When Mandelson discovered that Blair's so-called Middle East peace envoy, the former pop music impresario Lord Levy, was hosting a fundraising dinner party at which the guest of honour was to be George Michael, he bombarded Levy with phone calls begging him for an invitation – which he eventually got. But unfortunately George Michael turned out to be more interested in talking to Blair than to the Prince of Darkness, much to the latter's disappointment.

Whatever else, such incidents reveal the cultural void at the heart of the New Labour project.

Embarrassment all round as Megrahi lives

By failing to die as predicted by Britain's top cancer specialist, the "Lockerbie bomber" Abdel Basset al-Megrahi has embarrassed David Cameron, who is now worried that the controversy over his release on compassionate grounds could cast a shadow over his visit to Washington next week.

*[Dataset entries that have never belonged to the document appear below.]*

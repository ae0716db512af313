use chrono::Utc;
use serde::Serialize;

use quill_store::{from_document, to_document, Database, Filter, Projection};
use quill_types::DocumentId;

use crate::authors::AUTHORS;
use crate::error::{BlogError, BlogResult};
use crate::records::{AuthorSnapshot, EditablePost, Post, PostDraft, PostEdit, PostSummary};

/// Name of the posts collection.
pub(crate) const POSTS: &str = "posts";

/// A new post document as inserted: creation stamps the date and embeds the
/// author snapshot; the store assigns the id.
#[derive(Serialize)]
struct NewPostDocument {
    title: String,
    summary: String,
    body: String,
    date: chrono::DateTime<Utc>,
    author: AuthorSnapshot,
}

/// Repository over the `posts` collection.
#[derive(Clone, Debug)]
pub struct Posts {
    db: Database,
}

impl Posts {
    pub fn new(db: Database) -> Self {
        Self { db }
    }

    /// All posts projected down to `{title, summary, author.name}` for the
    /// list view; body and date stay in the store. Natural order, not
    /// guaranteed stable across calls.
    pub async fn list_summaries(&self) -> BlogResult<Vec<PostSummary>> {
        let docs = self
            .db
            .collection(POSTS)
            .find(
                &Filter::All,
                &Projection::include(["title", "summary", "author.name"]),
            )
            .await?;
        docs.into_iter()
            .map(|doc| from_document(doc).map_err(Into::into))
            .collect()
    }

    /// A single post for the detail view, excluding `summary`.
    pub async fn get(&self, id: &str) -> BlogResult<Post> {
        let id = DocumentId::from_hex(id)?;
        let doc = self
            .db
            .collection(POSTS)
            .find_one(&Filter::Id(id), &Projection::exclude(["summary"]))
            .await?
            .ok_or(BlogError::NotFound)?;
        Ok(from_document(doc)?)
    }

    /// A single post's mutable fields, for pre-filling the edit form.
    pub async fn get_for_edit(&self, id: &str) -> BlogResult<EditablePost> {
        let id = DocumentId::from_hex(id)?;
        let doc = self
            .db
            .collection(POSTS)
            .find_one(
                &Filter::Id(id),
                &Projection::include(["title", "summary", "body"]),
            )
            .await?
            .ok_or(BlogError::NotFound)?;
        Ok(from_document(doc)?)
    }

    /// Create a post: resolve the referenced author, stamp the date, embed
    /// the author snapshot, insert. Fails with [`BlogError::UnknownAuthor`]
    /// when the author id resolves to nothing.
    pub async fn create(&self, draft: PostDraft) -> BlogResult<DocumentId> {
        let author_id = DocumentId::from_hex(&draft.author)?;
        let author_doc = self
            .db
            .collection(AUTHORS)
            .find_one(&Filter::Id(author_id), &Projection::All)
            .await?
            .ok_or(BlogError::UnknownAuthor(author_id))?;
        let author: crate::records::Author = from_document(author_doc)?;

        let post = NewPostDocument {
            title: draft.title,
            summary: draft.summary,
            body: draft.body,
            date: Utc::now(),
            author: AuthorSnapshot {
                id: author.id,
                name: author.name,
                email: author.email,
            },
        };
        let id = self
            .db
            .collection(POSTS)
            .insert_one(to_document(&post)?)
            .await?;
        tracing::info!(post = %id, "post created");
        Ok(id)
    }

    /// Overwrite the three mutable fields with exactly the supplied values,
    /// empty strings included. `date` and `author` are immutable after
    /// creation and stay untouched.
    pub async fn update(&self, id: &str, edit: PostEdit) -> BlogResult<()> {
        let id = DocumentId::from_hex(id)?;
        let matched = self
            .db
            .collection(POSTS)
            .update_one(&Filter::Id(id), to_document(&edit)?)
            .await?;
        if !matched {
            return Err(BlogError::NotFound);
        }
        tracing::info!(post = %id, "post updated");
        Ok(())
    }

    /// Remove the post document. Comments under the post are left in place
    /// (see the orphaned-comments note in DESIGN.md).
    pub async fn delete(&self, id: &str) -> BlogResult<()> {
        let id = DocumentId::from_hex(id)?;
        let removed = self
            .db
            .collection(POSTS)
            .delete_one(&Filter::Id(id))
            .await?;
        if !removed {
            return Err(BlogError::NotFound);
        }
        tracing::info!(post = %id, "post deleted");
        Ok(())
    }
}
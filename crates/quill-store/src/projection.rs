use serde_json::Value;

use crate::document::{lookup_path, Document, ID_FIELD};

/// Which fields a read operation returns.
///
/// Paths are dotted (`author.name` projects a nested field). An `Include`
/// projection always carries `_id` when the document has one; list and edit
/// views depend on the identifier for links even when they name only a
/// handful of content fields.
#[derive(Clone, Debug, PartialEq)]
pub enum Projection {
    /// The whole document.
    All,
    /// Only the named paths (plus `_id`).
    Include(Vec<String>),
    /// The whole document minus the named paths.
    Exclude(Vec<String>),
}

impl Projection {
    /// Include-projection over the given paths.
    pub fn include<I, S>(paths: I) -> Self
    where
        I: IntoIterator<Item = S>,
        S: Into<String>,
    {
        Self::Include(paths.into_iter().map(Into::into).collect())
    }

    /// Exclude-projection over the given paths.
    pub fn exclude<I, S>(paths: I) -> Self
    where
        I: IntoIterator<Item = S>,
        S: Into<String>,
    {
        Self::Exclude(paths.into_iter().map(Into::into).collect())
    }

    /// Shape a stored document according to this projection.
    pub fn apply(&self, document: &Document) -> Document {
        match self {
            Self::All => document.clone(),
            Self::Include(paths) => {
                let mut shaped = Document::new();
                if let Some(id) = document.get(ID_FIELD) {
                    shaped.insert(ID_FIELD.into(), id.clone());
                }
                for path in paths {
                    if let Some(value) = lookup_path(document, path) {
                        insert_path(&mut shaped, path, value.clone());
                    }
                }
                shaped
            }
            Self::Exclude(paths) => {
                let mut shaped = document.clone();
                for path in paths {
                    remove_path(&mut shaped, path);
                }
                shaped
            }
        }
    }
}

/// Insert a value at a dotted path, creating intermediate objects.
fn insert_path(document: &mut Document, path: &str, value: Value) {
    match path.split_once('.') {
        None => {
            document.insert(path.to_string(), value);
        }
        Some((head, rest)) => {
            let entry = document
                .entry(head.to_string())
                .or_insert_with(|| Value::Object(Document::new()));
            if let Value::Object(nested) = entry {
                insert_path(nested, rest, value);
            }
        }
    }
}

/// Remove the value at a dotted path, if present.
fn remove_path(document: &mut Document, path: &str) {
    match path.split_once('.') {
        None => {
            document.remove(path);
        }
        Some((head, rest)) => {
            if let Some(Value::Object(nested)) = document.get_mut(head) {
                remove_path(nested, rest);
            }
        }
    }
}
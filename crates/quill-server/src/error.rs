use axum::http::StatusCode;
use axum::response::{Html, IntoResponse, Json, Response};
use serde_json::json;
use thiserror::Error;

use quill_blog::BlogError;
use quill_store::StoreError;

use crate::views::{self, ViewEngine};

#[derive(Debug, Error)]
pub enum ServerError {
    #[error("blog error: {0}")]
    Blog(#[from] BlogError),

    #[error("store error: {0}")]
    Store(#[from] StoreError),

    #[error("configuration error: {0}")]
    Config(String),

    #[error("I/O error: {0}")]
    Io(#[from] std::io::Error),

    #[error("internal error: {0}")]
    Internal(String),
}

pub type ServerResult<T> = Result<T, ServerError>;

/// Error wrapper for the HTML page routes.
///
/// The top-level conversion of repository failures into pages: malformed or
/// unmatched identifiers become the 404 page, an unknown author on create
/// becomes a 422 page, and everything else becomes the generic 500 page
/// with the underlying error logged for operators.
#[derive(Debug)]
pub struct PageError(ServerError);

impl<E: Into<ServerError>> From<E> for PageError {
    fn from(err: E) -> Self {
        Self(err.into())
    }
}

impl IntoResponse for PageError {
    fn into_response(self) -> Response {
        let pages = views::BasicViews;
        match self.0 {
            ServerError::Blog(BlogError::InvalidIdentifier(_))
            | ServerError::Blog(BlogError::NotFound) => {
                (StatusCode::NOT_FOUND, Html(pages.not_found())).into_response()
            }
            ServerError::Blog(BlogError::UnknownAuthor(id)) => {
                tracing::warn!(author = %id, "post creation referenced a missing author");
                (
                    StatusCode::UNPROCESSABLE_ENTITY,
                    Html(pages.rejection("The selected author does not exist.")),
                )
                    .into_response()
            }
            err => {
                tracing::error!(error = %err, "request failed");
                (
                    StatusCode::INTERNAL_SERVER_ERROR,
                    Html(pages.internal_error()),
                )
                    .into_response()
            }
        }
    }
}

/// Error wrapper for the comments JSON routes: `{"message": …}` bodies,
/// 404 for identifiers that cannot address anything, 500 otherwise.
#[derive(Debug)]
pub struct ApiError(ServerError);

impl<E: Into<ServerError>> From<E> for ApiError {
    fn from(err: E) -> Self {
        Self(err.into())
    }
}

impl IntoResponse for ApiError {
    fn into_response(self) -> Response {
        let status = match &self.0 {
            ServerError::Blog(BlogError::InvalidIdentifier(_)) => StatusCode::NOT_FOUND,
            _ => StatusCode::INTERNAL_SERVER_ERROR,
        };
        if status.is_server_error() {
            tracing::error!(error = %self.0, "comments api request failed");
        }
        (status, Json(json!({ "message": self.0.to_string() }))).into_response()
    }
}
use tokio::net::TcpListener;

use quill_blog::Authors;
use quill_store::StoreHandle;

use crate::config::ServerConfig;
use crate::error::ServerResult;
use crate::router::build_router;
use crate::state::AppState;

/// The Quill blog server.
pub struct BlogServer {
    config: ServerConfig,
}

impl BlogServer {
    pub fn new(config: ServerConfig) -> Self {
        Self { config }
    }

    pub fn config(&self) -> &ServerConfig {
        &self.config
    }

    /// Connect the store, seed authors, and serve requests.
    ///
    /// The store is connected exactly once here; a connection failure aborts
    /// startup by propagating to the caller.
    pub async fn serve(self) -> ServerResult<()> {
        let store = StoreHandle::new();
        store.connect(&self.config.store).await?;
        let db = store.database()?.clone();

        Authors::new(db.clone()).seed(&self.config.authors).await?;

        let app = build_router(AppState::new(db));
        let listener = TcpListener::bind(&self.config.bind_addr).await?;
        tracing::info!("quill server listening on {}", self.config.bind_addr);
        Ok(axum::serve(listener, app).await?)
    }
}
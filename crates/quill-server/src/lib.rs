//! HTTP server for the Quill blog.
//!
//! Server-rendered pages for listing, creating, editing, and deleting posts,
//! plus a small JSON API the browser uses to load and add per-post comments
//! asynchronously. Every handler is one repository call; request handling is
//! cooperative, suspending at each store round trip.

pub mod config;
pub mod error;
pub mod extract;
pub mod handlers;
pub mod router;
pub mod server;
pub mod state;
pub mod views;

pub use config::ServerConfig;
pub use error::{ServerError, ServerResult};
pub use router::build_router;
pub use server::BlogServer;
pub use state::AppState;
pub use views::{BasicViews, PostPage, ViewEngine};

#[cfg(test)]
mod tests {
    use super::*;
    use axum::body::{to_bytes, Body};
    use axum::http::{header, Request, StatusCode};
    use axum::Router;
    use tower::util::ServiceExt;

    use quill_blog::{NewAuthor, PostDraft};
    use quill_store::Database;
    use quill_types::DocumentId;

    /// A router over a fresh in-memory database seeded with one author.
    async fn test_app() -> (Router, AppState, DocumentId) {
        let db = Database::in_memory("blog");
        let state = AppState::new(db);
        state
            .authors
            .seed(&[NewAuthor {
                name: "Ada".into(),
                email: "ada@example.com".into(),
            }])
            .await
            .unwrap();
        let ada = state.authors.all().await.unwrap().remove(0).id;
        (build_router(state.clone()), state, ada)
    }

    fn get(uri: &str) -> Request<Body> {
        Request::builder().uri(uri).body(Body::empty()).unwrap()
    }

    fn post_form(uri: &str, body: &str) -> Request<Body> {
        Request::builder()
            .method("POST")
            .uri(uri)
            .header(header::CONTENT_TYPE, "application/x-www-form-urlencoded")
            .body(Body::from(body.to_string()))
            .unwrap()
    }

    fn post_json(uri: &str, body: serde_json::Value) -> Request<Body> {
        Request::builder()
            .method("POST")
            .uri(uri)
            .header(header::CONTENT_TYPE, "application/json")
            .body(Body::from(body.to_string()))
            .unwrap()
    }

    async fn body_string(response: axum::response::Response) -> String {
        let bytes = to_bytes(response.into_body(), usize::MAX).await.unwrap();
        String::from_utf8(bytes.to_vec()).unwrap()
    }

    #[tokio::test]
    async fn root_redirects_to_posts() {
        let (app, _, _) = test_app().await;
        let response = app.oneshot(get("/")).await.unwrap();
        assert_eq!(response.status(), StatusCode::SEE_OTHER);
        assert_eq!(response.headers()["location"], "/posts");
    }

    #[tokio::test]
    async fn posts_list_renders_when_empty() {
        let (app, _, _) = test_app().await;
        let response = app.oneshot(get("/posts")).await.unwrap();
        assert_eq!(response.status(), StatusCode::OK);
        assert!(body_string(response).await.contains("All Posts"));
    }

    #[tokio::test]
    async fn new_post_form_lists_the_seeded_author() {
        let (app, _, ada) = test_app().await;
        let response = app.oneshot(get("/new-post")).await.unwrap();
        assert_eq!(response.status(), StatusCode::OK);
        let body = body_string(response).await;
        assert!(body.contains("Ada"));
        assert!(body.contains(&ada.to_hex()));
    }

    #[tokio::test]
    async fn create_list_detail_round_trip() {
        let (app, state, ada) = test_app().await;

        // Create through the HTTP surface, as the form would.
        let form = format!(
            "title=Hello&summary=SummaryText&content=BodyText&author={}",
            ada.to_hex()
        );
        let response = app.clone().oneshot(post_form("/posts", &form)).await.unwrap();
        assert_eq!(response.status(), StatusCode::SEE_OTHER);
        assert_eq!(response.headers()["location"], "/posts");

        // The list view carries title and author name, but never the body.
        let response = app.clone().oneshot(get("/posts")).await.unwrap();
        let list = body_string(response).await;
        assert!(list.contains("Hello"));
        assert!(list.contains("Ada"));
        assert!(!list.contains("BodyText"));

        // The detail view carries the body, but never the summary.
        let id = state.posts.list_summaries().await.unwrap()[0].id;
        let response = app.oneshot(get(&format!("/posts/{id}"))).await.unwrap();
        assert_eq!(response.status(), StatusCode::OK);
        let detail = body_string(response).await;
        assert!(detail.contains("BodyText"));
        assert!(!detail.contains("SummaryText"));
        assert!(detail.contains("datetime="));
    }

    #[tokio::test]
    async fn missing_post_renders_404_page() {
        let (app, _, _) = test_app().await;
        let id = DocumentId::generate();
        let response = app.oneshot(get(&format!("/posts/{id}"))).await.unwrap();
        assert_eq!(response.status(), StatusCode::NOT_FOUND);
        assert!(body_string(response).await.contains("Page not found"));
    }

    #[tokio::test]
    async fn malformed_id_renders_404_page() {
        let (app, _, _) = test_app().await;
        let response = app
            .oneshot(get("/posts/definitely-not-an-id/edit"))
            .await
            .unwrap();
        assert_eq!(response.status(), StatusCode::NOT_FOUND);
    }

    #[tokio::test]
    async fn unknown_author_is_rejected_with_422() {
        let (app, _, _) = test_app().await;
        let form = format!(
            "title=T&summary=S&content=B&author={}",
            DocumentId::generate().to_hex()
        );
        let response = app.oneshot(post_form("/posts", &form)).await.unwrap();
        assert_eq!(response.status(), StatusCode::UNPROCESSABLE_ENTITY);
    }

    #[tokio::test]
    async fn edit_flow_updates_the_mutable_fields() {
        let (app, state, ada) = test_app().await;
        let id = state
            .posts
            .create(PostDraft {
                title: "Old".into(),
                summary: "S".into(),
                body: "B".into(),
                author: ada.to_hex(),
            })
            .await
            .unwrap();

        let response = app
            .clone()
            .oneshot(post_form(
                &format!("/posts/{id}/edit"),
                "title=New&summary=S2&content=B2",
            ))
            .await
            .unwrap();
        assert_eq!(response.status(), StatusCode::SEE_OTHER);

        let response = app.oneshot(get(&format!("/posts/{id}/edit"))).await.unwrap();
        let body = body_string(response).await;
        assert!(body.contains("value=\"New\""));
        assert!(body.contains(">B2</textarea>"));
    }

    #[tokio::test]
    async fn delete_flow_removes_the_post_but_not_its_comments() {
        let (app, state, ada) = test_app().await;
        let id = state
            .posts
            .create(PostDraft {
                title: "T".into(),
                summary: "S".into(),
                body: "B".into(),
                author: ada.to_hex(),
            })
            .await
            .unwrap();
        state
            .comments
            .add(
                &id.to_hex(),
                quill_blog::NewComment {
                    title: "re".into(),
                    text: "survives".into(),
                },
            )
            .await
            .unwrap();

        let response = app
            .clone()
            .oneshot(post_form(&format!("/posts/{id}/delete"), ""))
            .await
            .unwrap();
        assert_eq!(response.status(), StatusCode::SEE_OTHER);

        let response = app.clone().oneshot(get(&format!("/posts/{id}"))).await.unwrap();
        assert_eq!(response.status(), StatusCode::NOT_FOUND);

        // The comment is orphaned, not removed.
        let response = app
            .oneshot(get(&format!("/posts/{id}/comments")))
            .await
            .unwrap();
        assert_eq!(response.status(), StatusCode::OK);
        assert!(body_string(response).await.contains("survives"));
    }

    #[tokio::test]
    async fn comments_of_a_commentless_post_are_an_empty_array() {
        let (app, _, _) = test_app().await;
        let id = DocumentId::generate();
        let response = app
            .oneshot(get(&format!("/posts/{id}/comments")))
            .await
            .unwrap();
        assert_eq!(response.status(), StatusCode::OK);
        assert_eq!(body_string(response).await, "[]");
    }

    #[tokio::test]
    async fn comment_accepts_json_and_form_bodies() {
        let (app, _, _) = test_app().await;
        let id = DocumentId::generate();

        let response = app
            .clone()
            .oneshot(post_json(
                &format!("/posts/{id}/comments"),
                serde_json::json!({ "title": "re", "text": "from fetch" }),
            ))
            .await
            .unwrap();
        assert_eq!(response.status(), StatusCode::OK);
        assert!(body_string(response).await.contains("message"));

        let response = app
            .clone()
            .oneshot(post_form(
                &format!("/posts/{id}/comments"),
                "title=re&text=from+form",
            ))
            .await
            .unwrap();
        assert_eq!(response.status(), StatusCode::OK);

        let response = app
            .oneshot(get(&format!("/posts/{id}/comments")))
            .await
            .unwrap();
        let body = body_string(response).await;
        assert!(body.contains("from fetch"));
        assert!(body.contains("from form"));
    }
}
use clap::Parser;

mod cli;
mod commands;

#[tokio::main]
async fn main() -> anyhow::Result<()> {
    let cli = cli::Cli::parse();
    let level = if cli.verbose {
        tracing::Level::DEBUG
    } else {
        tracing::Level::INFO
    };
    tracing_subscriber::fmt().with_max_level(level).init();
    commands::run_command(cli).await
}
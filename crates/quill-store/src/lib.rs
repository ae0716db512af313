//! Document storage for the Quill blog.
//!
//! This crate implements a schema-flexible document store: JSON documents
//! grouped into named collections inside one logical database. The blog's
//! repositories talk to it through five operations -- `find`, `find_one`,
//! `insert_one`, `update_one`, `delete_one` -- each a single asynchronous
//! round trip.
//!
//! # Pieces
//!
//! - [`Document`] -- a JSON object; [`to_document`]/[`from_document`] convert
//!   typed records
//! - [`Filter`] -- which documents an operation addresses
//! - [`Projection`] -- which fields a read returns
//! - [`DocumentStore`] -- the backend trait; [`InMemoryDocumentStore`] is the
//!   bundled backend
//! - [`StoreHandle`] -- connect-once handle yielding a [`Database`] of
//!   [`Collection`]s
//!
//! # Design Rules
//!
//! 1. Every operation touches exactly one collection; single-document
//!    atomicity comes from the backend, nothing more.
//! 2. Result order is the store's natural order and is not guaranteed
//!    stable across calls.
//! 3. All backend errors are propagated, never retried and never swallowed.
//! 4. The handle is connected once at startup and read-only afterwards.

pub mod document;
pub mod error;
pub mod filter;
pub mod handle;
pub mod memory;
pub mod projection;
pub mod traits;

pub use document::{document_id, from_document, to_document, Document, ID_FIELD};
pub use error::{StoreError, StoreResult};
pub use filter::Filter;
pub use handle::{Collection, Database, StoreConfig, StoreHandle};
pub use memory::InMemoryDocumentStore;
pub use projection::Projection;
pub use traits::DocumentStore;
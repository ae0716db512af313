//! The stored record shapes: posts, authors, comments, and the projected
//! sub-shapes each view reads.
//!
//! Field names follow the stored documents (`_id`, `postId`); each read
//! shape mirrors exactly the projection its repository operation uses.

use chrono::{DateTime, Utc};
use serde::{Deserialize, Serialize};

use quill_types::DocumentId;

/// A post as the detail view reads it: everything except `summary`.
#[derive(Debug, Clone, PartialEq, Serialize, Deserialize)]
pub struct Post {
    #[serde(rename = "_id")]
    pub id: DocumentId,
    pub title: String,
    pub body: String,
    /// Stamped at creation, never changed by edit.
    pub date: DateTime<Utc>,
    pub author: AuthorSnapshot,
}

/// A post as the list view reads it: `{title, summary, author.name}`.
/// Body and date are deliberately excluded to keep the list lean.
#[derive(Debug, Clone, PartialEq, Serialize, Deserialize)]
pub struct PostSummary {
    #[serde(rename = "_id")]
    pub id: DocumentId,
    pub title: String,
    pub summary: String,
    pub author: AuthorName,
}

/// A post as the edit form reads it: the three mutable fields.
#[derive(Debug, Clone, PartialEq, Serialize, Deserialize)]
pub struct EditablePost {
    #[serde(rename = "_id")]
    pub id: DocumentId,
    pub title: String,
    pub summary: String,
    pub body: String,
}

/// Input to post creation. `author` is the external author id string as
/// submitted by the form; it is decoded and resolved during creation.
#[derive(Debug, Clone, PartialEq)]
pub struct PostDraft {
    pub title: String,
    pub summary: String,
    pub body: String,
    pub author: String,
}

/// Input to post editing: the three mutable fields, overwritten as given
/// (empty strings included).
#[derive(Debug, Clone, PartialEq, Serialize)]
pub struct PostEdit {
    pub title: String,
    pub summary: String,
    pub body: String,
}

/// An author record. Read-only from the blog's perspective.
#[derive(Debug, Clone, PartialEq, Serialize, Deserialize)]
pub struct Author {
    #[serde(rename = "_id")]
    pub id: DocumentId,
    pub name: String,
    pub email: String,
}

/// Seed input for the `authors` collection.
#[derive(Debug, Clone, PartialEq, Serialize, Deserialize)]
pub struct NewAuthor {
    pub name: String,
    pub email: String,
}

/// The author fields copied into a post at creation time. A snapshot, not a
/// live reference: later author changes do not alter existing posts.
#[derive(Debug, Clone, PartialEq, Serialize, Deserialize)]
pub struct AuthorSnapshot {
    pub id: DocumentId,
    pub name: String,
    pub email: String,
}

/// Just the author name, as projected into list entries.
#[derive(Debug, Clone, PartialEq, Serialize, Deserialize)]
pub struct AuthorName {
    pub name: String,
}

/// A stored comment.
#[derive(Debug, Clone, PartialEq, Serialize, Deserialize)]
pub struct Comment {
    #[serde(rename = "_id")]
    pub id: DocumentId,
    #[serde(rename = "postId")]
    pub post_id: DocumentId,
    pub title: String,
    pub text: String,
}

/// Input to comment creation.
#[derive(Debug, Clone, PartialEq, Serialize, Deserialize)]
pub struct NewComment {
    pub title: String,
    pub text: String,
}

Accordingly, our ambassador in Washington, Sir Nigel Sheinwald, has issued an apparently heartfelt statement claiming that Megrahi's release was a mistake and is regretting "the continuing anguish" that it has caused to families of the Lockerbie victims. In addition, it is now claimed that BP was in some way responsible for Megrahi's release, as it helped to further good relations with Libya's Colonel Gaddafi.

While the media pursue these red herrings, the most likely reason for Megrahi's release will go unmentioned. It is generally forgotten that, at the time of his release, he was engaged in a lengthy appeal hearing against his original conviction. Evidence showing the flimsiness of the case against him would have been produced; well-founded allegations of the bribery of witnesses and the possible planting of evidence on the crash site by the CIA would have been aired. It could all have ended with the exposure of one of the most scandalous miscarriages of justice ever acknowledged in a British court. No wonder that in the circumstances the Justice Minister, Jack Straw, was so keen to see the back of Megrahi and the discontinuation of his appeal hearing.